* _TASK BRIEF_:
Look through the entries for the line containing "min_area / max_area". Then output that line and every line after it, exactly, to the end.

* _INPUT DATA_:
-- Opening Marker --

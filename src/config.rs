//! Scaler configuration.
//!
//! Handles loading, validating, and merging `thumbro.toml`. User values are
//! layered over the stock defaults, so a config file only needs the keys it
//! wants to change.
//!
//! ## Configuration Options
//!
//! ```toml
//! enabled = true              # Master switch; false hands every request back
//! exiv2_command = "exiv2"     # Used to embed comments when a rule asks for it
//!
//! [limits]
//! max_file_size_kib = 409600  # Output file size ceiling (ulimit -f units)
//!
//! [libraries.libvips]
//! command = "vipsthumbnail"   # Binary that produces thumbnails
//! version_command = "vips"    # Binary run with `-v` for diagnostics
//! url = "https://www.libvips.org"  # Homepage shown next to the version
//!
//! [[rules]]                   # Ordered: the first matching rule wins
//! mime_type = "image/avif"    # Output MIME type
//! enabled = true
//! library = "libvips"
//! min_area = 0                # Source pixel area, inclusive
//! max_area = 100000000        # Source pixel area, exclusive
//! min_shrink_factor = 1.0     # Source width / thumbnail width, inclusive
//! max_shrink_factor = 64.0    # exclusive
//! input_options = {}          # Load options for *sources* of this mime_type
//! output_options = { Q = 60 } # Save options, rendered as out.avif[Q=60]
//! set_comment = false         # Embed the request comment with exiv2
//!
//! [[thumb_types]]             # Output format per source type
//! source_mime = "image/jpeg"
//! extension = "avif"
//! mime_type = "image/avif"
//! ```
//!
//! Arrays (`rules`, `thumb_types`) replace the stock arrays entirely.
//! Unknown keys are rejected to catch typos early.

use crate::scaling::OptionMap;
use serde::{Deserialize, Serialize};
use std::collections::BTreeMap;
use std::fs;
use std::path::Path;
use thiserror::Error;

#[derive(Error, Debug)]
pub enum ConfigError {
    #[error("IO error: {0}")]
    Io(#[from] std::io::Error),
    #[error("TOML parse error: {0}")]
    Toml(#[from] toml::de::Error),
    #[error("Config validation error: {0}")]
    Validation(String),
}

/// Top-level scaler configuration.
///
/// Constructed once and shared read-only by every request.
#[derive(Debug, Clone, Serialize, Deserialize)]
#[serde(default, deny_unknown_fields)]
pub struct Config {
    /// Master switch. When false the adapter never handles a request.
    pub enabled: bool,
    /// Path to the exiv2 binary used for comment embedding.
    pub exiv2_command: String,
    /// Resource limits for child processes.
    pub limits: LimitsConfig,
    /// Logical library name → external tool descriptor.
    pub libraries: BTreeMap<String, LibraryConfig>,
    /// Ordered rule table.
    pub rules: Vec<Rule>,
    /// Output format per source MIME type.
    pub thumb_types: Vec<ThumbType>,
}

impl Default for Config {
    fn default() -> Self {
        let mut libraries = BTreeMap::new();
        libraries.insert(
            "libvips".to_string(),
            LibraryConfig {
                command: "vipsthumbnail".to_string(),
                version_command: Some("vips".to_string()),
                url: Some("https://www.libvips.org".to_string()),
            },
        );
        Self {
            enabled: true,
            exiv2_command: "exiv2".to_string(),
            limits: LimitsConfig::default(),
            libraries,
            rules: ["image/avif", "image/webp", "image/png", "image/jpeg"]
                .into_iter()
                .map(|mime| Rule::enabled(mime, "libvips"))
                .collect(),
            thumb_types: default_thumb_types(),
        }
    }
}

impl Config {
    /// Validate config values are within acceptable ranges.
    pub fn validate(&self) -> Result<(), ConfigError> {
        if self.limits.max_file_size_kib == 0 {
            return Err(ConfigError::Validation(
                "limits.max_file_size_kib must be non-zero".into(),
            ));
        }
        for (i, rule) in self.rules.iter().enumerate() {
            rule.validate()
                .map_err(|msg| ConfigError::Validation(format!("rules[{i}]: {msg}")))?;
        }
        for (i, tt) in self.thumb_types.iter().enumerate() {
            if !is_mime(&tt.source_mime) || !is_mime(&tt.mime_type) {
                return Err(ConfigError::Validation(format!(
                    "thumb_types[{i}]: MIME types must look like \"image/png\""
                )));
            }
            if tt.extension.is_empty() {
                return Err(ConfigError::Validation(format!(
                    "thumb_types[{i}]: extension must not be empty"
                )));
            }
        }
        Ok(())
    }

    pub fn library(&self, name: &str) -> Option<&LibraryConfig> {
        self.libraries.get(name)
    }

    /// Output `(extension, mime)` for thumbnails of a source type.
    ///
    /// Falls back to the source type when no mapping exists.
    pub fn thumb_type(&self, source_mime: &str) -> (String, String) {
        self.thumb_types
            .iter()
            .find(|tt| tt.source_mime == source_mime)
            .map(|tt| (tt.extension.clone(), tt.mime_type.clone()))
            .unwrap_or_else(|| {
                let ext = extension_for_mime(source_mime).unwrap_or("img");
                (ext.to_string(), source_mime.to_string())
            })
    }
}

/// Child process limits.
#[derive(Debug, Clone, Serialize, Deserialize)]
#[serde(default, deny_unknown_fields)]
pub struct LimitsConfig {
    /// Maximum size of any file the tool writes, in KiB.
    pub max_file_size_kib: u64,
}

impl Default for LimitsConfig {
    fn default() -> Self {
        Self {
            max_file_size_kib: 409_600,
        }
    }
}

/// An external tool the rules can name.
#[derive(Debug, Clone, Serialize, Deserialize)]
#[serde(deny_unknown_fields)]
pub struct LibraryConfig {
    /// Thumbnailing binary. Empty means the library is not usable.
    #[serde(default)]
    pub command: String,
    /// Binary run with `-v` for version reporting.
    #[serde(default, skip_serializing_if = "Option::is_none")]
    pub version_command: Option<String>,
    /// Project homepage reported alongside the detected version.
    #[serde(default, skip_serializing_if = "Option::is_none")]
    pub url: Option<String>,
}

/// One row of the rule table.
#[derive(Debug, Clone, PartialEq, Serialize, Deserialize)]
#[serde(deny_unknown_fields)]
pub struct Rule {
    /// Output MIME type the rule applies to.
    pub mime_type: String,
    #[serde(default)]
    pub enabled: bool,
    pub library: String,
    #[serde(default, skip_serializing_if = "Option::is_none")]
    pub min_area: Option<u64>,
    #[serde(default, skip_serializing_if = "Option::is_none")]
    pub max_area: Option<u64>,
    #[serde(default, skip_serializing_if = "Option::is_none")]
    pub min_shrink_factor: Option<f64>,
    #[serde(default, skip_serializing_if = "Option::is_none")]
    pub max_shrink_factor: Option<f64>,
    /// Loader options, applied when this rule's `mime_type` is the source's.
    #[serde(default)]
    pub input_options: OptionMap,
    #[serde(default)]
    pub output_options: OptionMap,
    #[serde(default)]
    pub set_comment: bool,
}

impl Rule {
    /// An enabled rule with no bounds and no options.
    pub fn enabled(mime_type: &str, library: &str) -> Self {
        Self {
            mime_type: mime_type.to_string(),
            enabled: true,
            library: library.to_string(),
            min_area: None,
            max_area: None,
            min_shrink_factor: None,
            max_shrink_factor: None,
            input_options: OptionMap::new(),
            output_options: OptionMap::new(),
            set_comment: false,
        }
    }

    fn validate(&self) -> Result<(), String> {
        if !is_mime(&self.mime_type) {
            return Err(format!(
                "mime_type \"{}\" must look like \"image/png\"",
                self.mime_type
            ));
        }
        if let (Some(min), Some(max)) = (self.min_area, self.max_area) {
            if min >= max {
                return Err("min_area must be less than max_area".into());
            }
        }
        for factor in [self.min_shrink_factor, self.max_shrink_factor]
            .into_iter()
            .flatten()
        {
            if !factor.is_finite() || factor <= 0.0 {
                return Err("shrink factors must be positive".into());
            }
        }
        if let (Some(min), Some(max)) = (self.min_shrink_factor, self.max_shrink_factor) {
            if min >= max {
                return Err("min_shrink_factor must be less than max_shrink_factor".into());
            }
        }
        Ok(())
    }
}

/// Output format override for one source type.
#[derive(Debug, Clone, PartialEq, Eq, Serialize, Deserialize)]
#[serde(deny_unknown_fields)]
pub struct ThumbType {
    pub source_mime: String,
    pub extension: String,
    pub mime_type: String,
}

/// JPEG, PNG and WebP become AVIF; GIF becomes WebP because libvips cannot
/// write animated AVIF.
fn default_thumb_types() -> Vec<ThumbType> {
    [
        ("image/gif", "webp", "image/webp"),
        ("image/jpeg", "avif", "image/avif"),
        ("image/png", "avif", "image/avif"),
        ("image/webp", "avif", "image/avif"),
    ]
    .into_iter()
    .map(|(source, ext, mime)| ThumbType {
        source_mime: source.to_string(),
        extension: ext.to_string(),
        mime_type: mime.to_string(),
    })
    .collect()
}

fn is_mime(value: &str) -> bool {
    matches!(value.split_once('/'), Some((major, minor)) if !major.is_empty() && !minor.is_empty())
}

const EXTENSION_MIME: &[(&str, &str)] = &[
    ("avif", "image/avif"),
    ("gif", "image/gif"),
    ("jpg", "image/jpeg"),
    ("jpeg", "image/jpeg"),
    ("png", "image/png"),
    ("tif", "image/tiff"),
    ("tiff", "image/tiff"),
    ("webp", "image/webp"),
];

/// Guess a MIME type from a file extension (case-insensitive).
pub fn mime_for_extension(ext: &str) -> Option<&'static str> {
    EXTENSION_MIME
        .iter()
        .find(|(e, _)| e.eq_ignore_ascii_case(ext))
        .map(|(_, mime)| *mime)
}

/// Canonical extension for a MIME type.
pub fn extension_for_mime(mime: &str) -> Option<&'static str> {
    EXTENSION_MIME
        .iter()
        .find(|(_, m)| *m == mime)
        .map(|(ext, _)| *ext)
}

// =============================================================================
// Config loading, merging, and validation
// =============================================================================

/// Returns the stock default config as a `toml::Value::Table`.
pub fn stock_defaults_value() -> toml::Value {
    toml::Value::try_from(Config::default()).expect("default config must serialize")
}

/// Recursively merge `overlay` on top of `base`.
///
/// - Tables are merged key-by-key (overlay keys override base keys).
/// - Non-table values in overlay, arrays included, replace base values.
/// - Keys in base that are not in overlay are preserved.
pub fn merge_toml(base: toml::Value, overlay: toml::Value) -> toml::Value {
    match (base, overlay) {
        (toml::Value::Table(mut base_table), toml::Value::Table(overlay_table)) => {
            for (key, overlay_val) in overlay_table {
                let merged = match base_table.remove(&key) {
                    Some(base_val) => merge_toml(base_val, overlay_val),
                    None => overlay_val,
                };
                base_table.insert(key, merged);
            }
            toml::Value::Table(base_table)
        }
        (_, overlay) => overlay,
    }
}

/// Merge an optional overlay onto a base value, then deserialize and validate.
pub fn resolve_config(
    base: toml::Value,
    overlay: Option<toml::Value>,
) -> Result<Config, ConfigError> {
    let merged = match overlay {
        Some(ov) => merge_toml(base, ov),
        None => base,
    };
    let config: Config = merged.try_into()?;
    config.validate()?;
    Ok(config)
}

/// Load a config file, layered over the stock defaults.
///
/// `None` yields the validated stock configuration.
pub fn load_config(path: Option<&Path>) -> Result<Config, ConfigError> {
    let overlay = match path {
        Some(p) => {
            let content = fs::read_to_string(p)?;
            Some(toml::from_str::<toml::Value>(&content)?)
        }
        None => None,
    };
    resolve_config(stock_defaults_value(), overlay)
}

/// Returns a fully-commented stock `thumbro.toml`.
///
/// Used by the `gen-config` CLI command.
pub fn stock_config_toml() -> &'static str {
    r##"# Thumbro Configuration
# =====================
# All settings are optional. Values shown below are the defaults.
# Unknown keys will cause an error.

# Master switch. When false every request falls back to the host scaler.
enabled = true

# exiv2 binary, used when a rule sets `set_comment = true`.
exiv2_command = "exiv2"

# ---------------------------------------------------------------------------
# Child process limits
# ---------------------------------------------------------------------------
[limits]
# Largest file the scaler may write, in KiB (same unit as `ulimit -f`).
max_file_size_kib = 409600

# ---------------------------------------------------------------------------
# External libraries
# ---------------------------------------------------------------------------
[libraries.libvips]
command = "vipsthumbnail"
version_command = "vips"
url = "https://www.libvips.org"

# ---------------------------------------------------------------------------
# Rules
# ---------------------------------------------------------------------------
# Evaluated in order; the first rule whose conditions hold handles the
# thumbnail. `mime_type` is the thumbnail's MIME type, not the source's.
#
# Optional conditions:
#   min_area / max_area                  source width x height (min inclusive,
#                                        max exclusive)
#   min_shrink_factor / max_shrink_factor  source width / thumbnail width
#
# Options:
#   input_options  = { access = "sequential" }   -> in.jpg[access=sequential]
#                    (read from the first enabled rule whose mime_type is the
#                    SOURCE's type, whichever rule produces the thumbnail)
#   output_options = { Q = 60, strip = true }     -> out.avif[Q=60,strip=true]
#   set_comment    = true                         -> embed comment via exiv2
#
# PNG thumbnails always get strip=true and filter=VIPS_FOREIGN_PNG_FILTER_ALL
# unless output_options overrides them.
[[rules]]
mime_type = "image/avif"
enabled = true
library = "libvips"

[[rules]]
mime_type = "image/webp"
enabled = true
library = "libvips"

[[rules]]
mime_type = "image/png"
enabled = true
library = "libvips"

[[rules]]
mime_type = "image/jpeg"
enabled = true
library = "libvips"

# ---------------------------------------------------------------------------
# Thumbnail formats
# ---------------------------------------------------------------------------
# Output format per source type. Sources not listed keep their own format.
[[thumb_types]]
source_mime = "image/gif"
extension = "webp"
mime_type = "image/webp"

[[thumb_types]]
source_mime = "image/jpeg"
extension = "avif"
mime_type = "image/avif"

[[thumb_types]]
source_mime = "image/png"
extension = "avif"
mime_type = "image/avif"

[[thumb_types]]
source_mime = "image/webp"
extension = "avif"
mime_type = "image/avif"
"##
}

-- Closing Marker --

* _TASK RESPONSE_:
#   min_area / max_area                  source width x height (min inclusive,
#                                        max exclusive)
#   min_shrink_factor / max_shrink_factor  source width / thumbnail width
#
# Options:
#   input_options  = { access = "sequential" }   -> in.jpg[access=sequential]
#                    (read from the first enabled rule whose mime_type is the
#                    SOURCE's type, whichever rule produces the thumbnail)
#   output_options = { Q = 60, strip = true }     -> out.avif[Q=60,strip=true]
#   set_comment    = true                         -> embed comment via exiv2
#
# PNG thumbnails always get strip=true and filter=VIPS_FOREIGN_PNG_FILTER_ALL
# unless output_options overrides them.
[[rules]]
mime_type = "image/avif"
enabled = true
library = "libvips"

[[rules]]
mime_type = "image/webp"
enabled = true
library = "libvips"

[[rules]]
mime_type = "image/png"
enabled = true
library = "libvips"

[[rules]]
mime_type = "image/jpeg"
enabled = true
library = "libvips"

# ---------------------------------------------------------------------------
# Thumbnail formats
# ---------------------------------------------------------------------------
# Output format per source type. Sources not listed keep their own format.
[[thumb_types]]
source_mime = "image/gif"
extension = "webp"
mime_type = "image/webp"

[[thumb_types]]
source_mime = "image/jpeg"
extension = "avif"
mime_type = "image/avif"

[[thumb_types]]
source_mime = "image/png"
extension = "avif"
mime_type = "image/avif"

[[thumb_types]]
source_mime = "image/webp"
extension = "avif"
mime_type = "image/avif"
"##
}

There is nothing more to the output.